(Beginning of Data for this task)

// File: ./src/store.rs
// In-memory record store: tasks, shipments, installations and daily notes.
use crate::context::AppContext;
use crate::model::parser::{self, ParseContext, ParseResult, StructuredForm};
use crate::model::{
    Category, HistoryAction, Installation, InstallationDraft, Shipment, ShipmentDraft, Task,
    TaskDraft, TaskStatus,
};
use crate::storage::{LocalStorage, StoreData};
use anyhow::Result;
use chrono::{DateTime, Local, NaiveDate, Utc};
use strum::IntoEnumIterator;

pub const PROJECT_REQUIRED: &str = "Укажите проект";

#[derive(Debug, Clone, Default, PartialEq, Eq)]
pub struct RecordStore {
    pub data: StoreData,
}

/// Tasks of one category, split per assignee in first-seen order.
#[derive(Debug, Clone, PartialEq, Eq)]
pub struct CategoryGroup<'a> {
    pub category: Category,
    pub assignees: Vec<(String, Vec<&'a Task>)>,
}

impl CategoryGroup<'_> {
    pub fn len(&self) -> usize {
        self.assignees.iter().map(|(_, t)| t.len()).sum()
    }

    pub fn is_empty(&self) -> bool {
        self.len() == 0
    }
}

/// Thresholds for `RecordStore::notifications`.
#[derive(Debug, Clone, Copy, PartialEq, Eq)]
pub struct AlertRules {
    /// Waiting tasks untouched for longer than this many days are reported.
    pub blocker_days: i64,
    /// Shipments due within this many days (inclusive) are checked for open tasks.
    pub shipment_days: i64,
    pub max: usize,
}

impl Default for AlertRules {
    fn default() -> Self {
        Self {
            blocker_days: 3,
            shipment_days: 2,
            max: 5,
        }
    }
}

impl RecordStore {
    pub fn new() -> Self {
        Self::default()
    }

    pub fn from_data(data: StoreData) -> Self {
        Self { data }
    }

    pub fn load(ctx: &dyn AppContext) -> Result<Self> {
        Ok(Self::from_data(LocalStorage::load(ctx)?))
    }

    pub fn save(&self, ctx: &dyn AppContext) -> Result<()> {
        LocalStorage::save(ctx, &self.data)
    }

    pub fn clear(&mut self) {
        self.data = StoreData::default();
    }

    // --- Ingestion ---

    /// Appends parsed records in parse order.
    pub fn add_parsed(&mut self, result: ParseResult) {
        self.data.tasks.extend(result.tasks);
        self.data.shipments.extend(result.shipments);
        self.data.installations.extend(result.installations);
    }

    /// Parses a form, appends the records and stores the rendered note under today's date.
    pub fn ingest_form(&mut self, form: &StructuredForm, ctx: &ParseContext) -> ParseResult {
        let result = parser::parse_form(form, ctx);
        self.add_parsed(result.clone());
        self.save_note(ctx.now.date_naive(), &form.to_note());
        result
    }

    /// Same as `ingest_form` for note text; the text itself becomes today's note.
    pub fn ingest_note(&mut self, text: &str, ctx: &ParseContext) -> ParseResult {
        let result = parser::parse_note(text, ctx);
        self.add_parsed(result.clone());
        self.save_note(ctx.now.date_naive(), text.trim());
        result
    }

    // --- Tasks ---

    pub fn get_task(&self, id: &str) -> Option<&Task> {
        self.data.tasks.iter().find(|t| t.id == id)
    }

    pub fn get_task_mut(&mut self, id: &str) -> Option<&mut Task> {
        self.data.tasks.iter_mut().find(|t| t.id == id)
    }

    pub fn create_task(&mut self, draft: TaskDraft, now: DateTime<Utc>) -> Task {
        let task = Task::from_draft(draft, now);
        self.data.tasks.push(task.clone());
        task
    }

    pub fn edit_task(&mut self, id: &str, draft: TaskDraft, now: DateTime<Utc>) -> Option<Task> {
        let task = self.get_task_mut(id)?;
        task.apply_draft(draft, now);
        Some(task.clone())
    }

    pub fn change_task_status(
        &mut self,
        id: &str,
        status: TaskStatus,
        now: DateTime<Utc>,
    ) -> Option<Task> {
        let task = self.get_task_mut(id)?;
        task.record_status(status, HistoryAction::StatusChanged, now);
        Some(task.clone())
    }

    /// Marks done, or back to in progress.
    pub fn set_task_done(&mut self, id: &str, done: bool, now: DateTime<Utc>) -> Option<Task> {
        let task = self.get_task_mut(id)?;
        if done {
            task.record_status(TaskStatus::Done, HistoryAction::Completed, now);
        } else {
            task.record_status(TaskStatus::InProgress, HistoryAction::Uncompleted, now);
        }
        Some(task.clone())
    }

    pub fn toggle_task_done(&mut self, id: &str, now: DateTime<Utc>) -> Option<Task> {
        let done = self.get_task(id)?.status.is_done();
        self.set_task_done(id, !done, now)
    }

    pub fn delete_task(&mut self, id: &str) -> Option<Task> {
        let idx = self.data.tasks.iter().position(|t| t.id == id)?;
        Some(self.data.tasks.remove(idx))
    }

    /// `None` means every status.
    pub fn tasks_with_status(&self, status: Option<TaskStatus>) -> Vec<&Task> {
        self.data
            .tasks
            .iter()
            .filter(|t| status.is_none_or(|s| t.status == s))
            .collect()
    }

    /// Filtered tasks grouped by category, then assignee.
    pub fn tasks_by_category(&self, status: Option<TaskStatus>) -> Vec<CategoryGroup<'_>> {
        group_tasks(self.tasks_with_status(status))
    }

    pub fn active_tasks(&self) -> Vec<&Task> {
        self.data
            .tasks
            .iter()
            .filter(|t| !t.status.is_done())
            .collect()
    }

    /// Unfinished tasks of a project.
    pub fn open_tasks_for(&self, project: &str) -> usize {
        self.data
            .tasks
            .iter()
            .filter(|t| t.project == project && !t.status.is_done())
            .count()
    }

    // --- Shipments ---

    pub fn get_shipment(&self, id: &str) -> Option<&Shipment> {
        self.data.shipments.iter().find(|s| s.id == id)
    }

    pub fn create_shipment(&mut self, draft: ShipmentDraft, now: DateTime<Utc>) -> Shipment {
        let shipment = Shipment::from_draft(draft, now);
        self.data.shipments.push(shipment.clone());
        shipment
    }

    pub fn edit_shipment(
        &mut self,
        id: &str,
        draft: ShipmentDraft,
        now: DateTime<Utc>,
    ) -> Option<Shipment> {
        let shipment = self.data.shipments.iter_mut().find(|s| s.id == id)?;
        shipment.apply_draft(draft, now);
        Some(shipment.clone())
    }

    pub fn delete_shipment(&mut self, id: &str) -> Option<Shipment> {
        let idx = self.data.shipments.iter().position(|s| s.id == id)?;
        Some(self.data.shipments.remove(idx))
    }

    /// Shipments by date, undated first; ties keep insertion order.
    pub fn shipments_by_date(&self) -> Vec<&Shipment> {
        let mut list: Vec<&Shipment> = self.data.shipments.iter().collect();
        list.sort_by_key(|s| s.date);
        list
    }

    // --- Installations ---

    pub fn get_installation(&self, id: &str) -> Option<&Installation> {
        self.data.installations.iter().find(|i| i.id == id)
    }

    pub fn create_installation(
        &mut self,
        draft: InstallationDraft,
        now: DateTime<Utc>,
    ) -> Result<Installation> {
        let draft = validated(draft)?;
        let inst = Installation::from_draft(draft, now);
        self.data.installations.push(inst.clone());
        Ok(inst)
    }

    /// `Ok(None)` when the id is unknown.
    pub fn edit_installation(
        &mut self,
        id: &str,
        draft: InstallationDraft,
        now: DateTime<Utc>,
    ) -> Result<Option<Installation>> {
        let draft = validated(draft)?;
        let Some(inst) = self.data.installations.iter_mut().find(|i| i.id == id) else {
            return Ok(None);
        };
        inst.apply_draft(draft, now);
        Ok(Some(inst.clone()))
    }

    pub fn delete_installation(&mut self, id: &str) -> Option<Installation> {
        let idx = self.data.installations.iter().position(|i| i.id == id)?;
        Some(self.data.installations.remove(idx))
    }

    // --- Notes ---

    /// One note per day; a second save on the same day replaces the first.
    pub fn save_note(&mut self, day: NaiveDate, text: &str) {
        self.data
            .daily_notes
            .insert(day.format("%Y-%m-%d").to_string(), text.to_string());
    }

    /// Newest first.
    pub fn recent_notes(&self, limit: usize) -> Vec<(&str, &str)> {
        self.data
            .daily_notes
            .iter()
            .rev()
            .take(limit)
            .map(|(day, text)| (day.as_str(), text.as_str()))
            .collect()
    }

    // --- Notifications ---

    /// Overdue deadlines, long waits, then shipments due soon with open tasks; capped at
    /// `rules.max`.
    pub fn notifications(&self, now: DateTime<Local>, rules: &AlertRules) -> Vec<String> {
        let today = now.date_naive();
        let now_utc = now.with_timezone(&Utc);
        let mut out = Vec::new();

        for task in &self.data.tasks {
            if let Some(deadline) = task.deadline
                && !task.status.is_done()
                && deadline < today
            {
                out.push(format!("⚠️ Просрочено: {} ({})", task.title, task.project));
            }
        }

        for task in &self.data.tasks {
            if task.status == TaskStatus::Waiting
                && let Some(blocker) = &task.blocker
                && !blocker.is_empty()
            {
                let waited_ms = (now_utc - task.updated).num_milliseconds();
                let days = waited_ms as f64 / 86_400_000.0;
                if days > rules.blocker_days as f64 {
                    out.push(format!(
                        "⏰ Долго ждем: {} для {} ({} дн)",
                        blocker,
                        task.project,
                        days.floor() as i64
                    ));
                }
            }
        }

        for ship in &self.data.shipments {
            let Some(date) = ship.date else { continue };
            let days_until = (date - today).num_days();
            if !(0..=rules.shipment_days).contains(&days_until) {
                continue;
            }
            let open = self.open_tasks_for(&ship.project);
            if open > 0 {
                let when = if days_until == 0 {
                    "СЕГОДНЯ".to_string()
                } else {
                    format!("через {} дн", days_until)
                };
                out.push(format!(
                    "📦 Отгрузка {} {}: {} задач не готово",
                    ship.project, when, open
                ));
            }
        }

        out.truncate(rules.max);
        out
    }
}

/// Groups tasks by category (fixed order, empty categories omitted), then by assignee in
/// first-seen order. Empty assignees are listed under "Без исполнителя".
pub fn group_tasks<'a>(tasks: impl IntoIterator<Item = &'a Task>) -> Vec<CategoryGroup<'a>> {
    let tasks: Vec<&Task> = tasks.into_iter().collect();
    Category::iter()
        .filter_map(|category| {
            let mut assignees: Vec<(String, Vec<&Task>)> = Vec::new();
            for task in tasks.iter().copied().filter(|t| t.category == category) {
                let name = task.assignee_or_default();
                match assignees.iter().position(|(a, _)| a == name) {
                    Some(idx) => assignees[idx].1.push(task),
                    None => assignees.push((name.to_string(), vec![task])),
                }
            }
            (!assignees.is_empty()).then_some(CategoryGroup {
                category,
                assignees,
            })
        })
        .collect()
}

fn validated(mut draft: InstallationDraft) -> Result<InstallationDraft> {
    draft.project = draft.project.trim().to_string();
    if draft.project.is_empty() {
        anyhow::bail!(PROJECT_REQUIRED);
    }
    draft.installer = draft.installer.trim().to_string();
    Ok(draft)
}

(End of Data for this task)

- _Assignment_
Retype exactly the lines from the first line of the records above through the line containing "self.data.installations.extend(result.installations);", both included, and nothing else.

- _Response_
// File: ./src/store.rs
// In-memory record store: tasks, shipments, installations and daily notes.
use crate::context::AppContext;
use crate::model::parser::{self, ParseContext, ParseResult, StructuredForm};
use crate::model::{
    Category, HistoryAction, Installation, InstallationDraft, Shipment, ShipmentDraft, Task,
    TaskDraft, TaskStatus,
};
use crate::storage::{LocalStorage, StoreData};
use anyhow::Result;
use chrono::{DateTime, Local, NaiveDate, Utc};
use strum::IntoEnumIterator;

pub const PROJECT_REQUIRED: &str = "Укажите проект";

#[derive(Debug, Clone, Default, PartialEq, Eq)]
pub struct RecordStore {
    pub data: StoreData,
}

/// Tasks of one category, split per assignee in first-seen order.
#[derive(Debug, Clone, PartialEq, Eq)]
pub struct CategoryGroup<'a> {
    pub category: Category,
    pub assignees: Vec<(String, Vec<&'a Task>)>,
}

impl CategoryGroup<'_> {
    pub fn len(&self) -> usize {
        self.assignees.iter().map(|(_, t)| t.len()).sum()
    }

    pub fn is_empty(&self) -> bool {
        self.len() == 0
    }
}

/// Thresholds for `RecordStore::notifications`.
#[derive(Debug, Clone, Copy, PartialEq, Eq)]
pub struct AlertRules {
    /// Waiting tasks untouched for longer than this many days are reported.
    pub blocker_days: i64,
    /// Shipments due within this many days (inclusive) are checked for open tasks.
    pub shipment_days: i64,
    pub max: usize,
}

impl Default for AlertRules {
    fn default() -> Self {
        Self {
            blocker_days: 3,
            shipment_days: 2,
            max: 5,
        }
    }
}

impl RecordStore {
    pub fn new() -> Self {
        Self::default()
    }

    pub fn from_data(data: StoreData) -> Self {
        Self { data }
    }

    pub fn load(ctx: &dyn AppContext) -> Result<Self> {
        Ok(Self::from_data(LocalStorage::load(ctx)?))
    }

    pub fn save(&self, ctx: &dyn AppContext) -> Result<()> {
        LocalStorage::save(ctx, &self.data)
    }

    pub fn clear(&mut self) {
        self.data = StoreData::default();
    }

    // --- Ingestion ---

    /// Appends parsed records in parse order.
    pub fn add_parsed(&mut self, result: ParseResult) {
        self.data.tasks.extend(result.tasks);
        self.data.shipments.extend(result.shipments);
        self.data.installations.extend(result.installations);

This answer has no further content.